Volume 4, Issue 3

Volume 4, Issue 3

In this issue:


  • Lead Toxicity and Postnatal Development of Gastrointestinal Tract
    Authors: Ragini Sharma and Isha Barber

    Abstract : The present review deals with the maternal transfer of lead through the placenta during pregnancy and its deleterious effects on developing gastrointestinal tract. Exposure to lead is more dangerous for young and unborn children. It is well known that lead passes through the placenta of mother to fetus and accumulates in fetal tissues during gestation and it can be obtained through the milk during lactation .Lead may be released from maternal bone reserves during pregnancy and thus it becomes a major source of intoxication for the fetus. Prenatal exposure to low lead levels may increase the risk of reduced birth weight and premature birth. Lead is poorly absorbed from the GI tract; however, toxic effects can result from the relatively small amount of lead that is absorbed. There have been very few studies designed to evaluate consequences of lead toxicity during developmental stages, although this is the most sensitive period.
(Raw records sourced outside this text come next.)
//! Alias Cache - HTTP front end for the namespaced cache and check-in tracker
//!
//! Serves the cache proxy and check-in endpoints over either Redis or the
//! in-memory store, selected by `STORE_BACKEND`.

use std::net::SocketAddr;

use anyhow::Context;
use tokio::{signal, task::JoinHandle};
use tracing::{error, info, warn};
use tracing_subscriber::{layer::SubscriberExt, util::SubscriberInitExt};

use alias_cache::{
    api::create_router, spawn_cleanup_task, AppState, Config, KeyValueStore, MemoryStore,
    RedisStore, StoreBackend,
};

/// Main entry point for the Alias Cache server.
///
/// # Startup Sequence
/// 1. Initialize tracing subscriber for logging
/// 2. Load configuration from environment variables
/// 3. Connect to Redis, or create the memory store and its cleanup task
/// 4. Create Axum router with all endpoints
/// 5. Start HTTP server on configured port
/// 6. Handle graceful shutdown on SIGINT/SIGTERM
#[tokio::main]
async fn main() -> anyhow::Result<()> {
    // Defaults to "info" level, can be overridden with RUST_LOG env var
    tracing_subscriber::registry()
        .with(
            tracing_subscriber::EnvFilter::try_from_default_env()
                .unwrap_or_else(|_| "alias_cache=info,tower_http=info".into()),
        )
        .with(tracing_subscriber::fmt::layer())
        .init();

    info!("Starting Alias Cache Server");

    let config = Config::from_env();
    info!(
        "Configuration loaded: backend={:?}, default_ttl={}s, prefix={}, port={}",
        config.backend, config.default_ttl, config.check_in_prefix, config.server_port
    );

    match config.backend {
        StoreBackend::Redis => {
            let store = RedisStore::connect(config.connection_info())
                .await
                .with_context(|| {
                    format!(
                        "failed to connect to Redis at {}:{}",
                        config.redis_host, config.redis_port
                    )
                })?;
            serve(store, &config, None).await
        }
        StoreBackend::Memory => {
            let store = MemoryStore::new();
            let cleanup_handle = spawn_cleanup_task(store.clone(), config.cleanup_interval);
            info!("Background cleanup task started");
            serve(store, &config, Some(cleanup_handle)).await
        }
    }
}

/// Builds the router over `store` and serves it until a shutdown signal.
async fn serve<S: KeyValueStore>(
    store: S,
    config: &Config,
    cleanup_handle: Option<JoinHandle<()>>,
) -> anyhow::Result<()> {
    let state = AppState::from_config(store, config);
    let app = create_router(state);

    let addr = SocketAddr::from(([0, 0, 0, 0], config.server_port));
    let listener = tokio::net::TcpListener::bind(addr)
        .await
        .with_context(|| format!("failed to bind {}", addr))?;
    info!("Server listening on http://{}", addr);

    axum::serve(listener, app)
        .with_graceful_shutdown(shutdown_signal(cleanup_handle))
        .await
        .context("server error")?;

    info!("Server shutdown complete");
    Ok(())
}

/// Waits for shutdown signal (Ctrl+C or SIGTERM).
///
/// On shutdown signal, aborts the cleanup task if one is running.
async fn shutdown_signal(cleanup_handle: Option<JoinHandle<()>>) {
    let ctrl_c = async {
        if let Err(e) = signal::ctrl_c().await {
            error!("Failed to install Ctrl+C handler: {}", e);
            std::future::pending::<()>().await;
        }
    };

    #[cfg(unix)]
    let terminate = async {
        match signal::unix::signal(signal::unix::SignalKind::terminate()) {
            Ok(mut sigterm) => {
                sigterm.recv().await;
            }
            Err(e) => {
                error!("Failed to install SIGTERM handler: {}", e);
                std::future::pending::<()>().await;
            }
        }
    };

    #[cfg(not(unix))]
    let terminate = std::future::pending::<()>();

    tokio::select! {
        _ = ctrl_c => {
            info!("Received Ctrl+C, initiating shutdown...");
        }
        _ = terminate => {
            info!("Received SIGTERM, initiating shutdown...");
        }
    }

    if let Some(handle) = cleanup_handle {
        handle.abort();
        warn!("Cleanup task aborted");
    }
}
The absorption of lead is influenced by many factors such as chemical form of the lead, diet, presence of food in GI tract, calcium status, vitamin D and iron. The mechanisms by which these interactions occur and induce histopathological changes in developing fetus are not fully understood. This reflects a lack of understanding of the mechanism by which lead is absorbed in the GI tract of mother and influence the developing fetus during gestation and lactation. Although threshold levels have been derived from the animal data, factors such as size, relative difference in consumption in proportion to size especially during infancy, and variable histopathological changes in GI tract are not well investigated during different developmental stages.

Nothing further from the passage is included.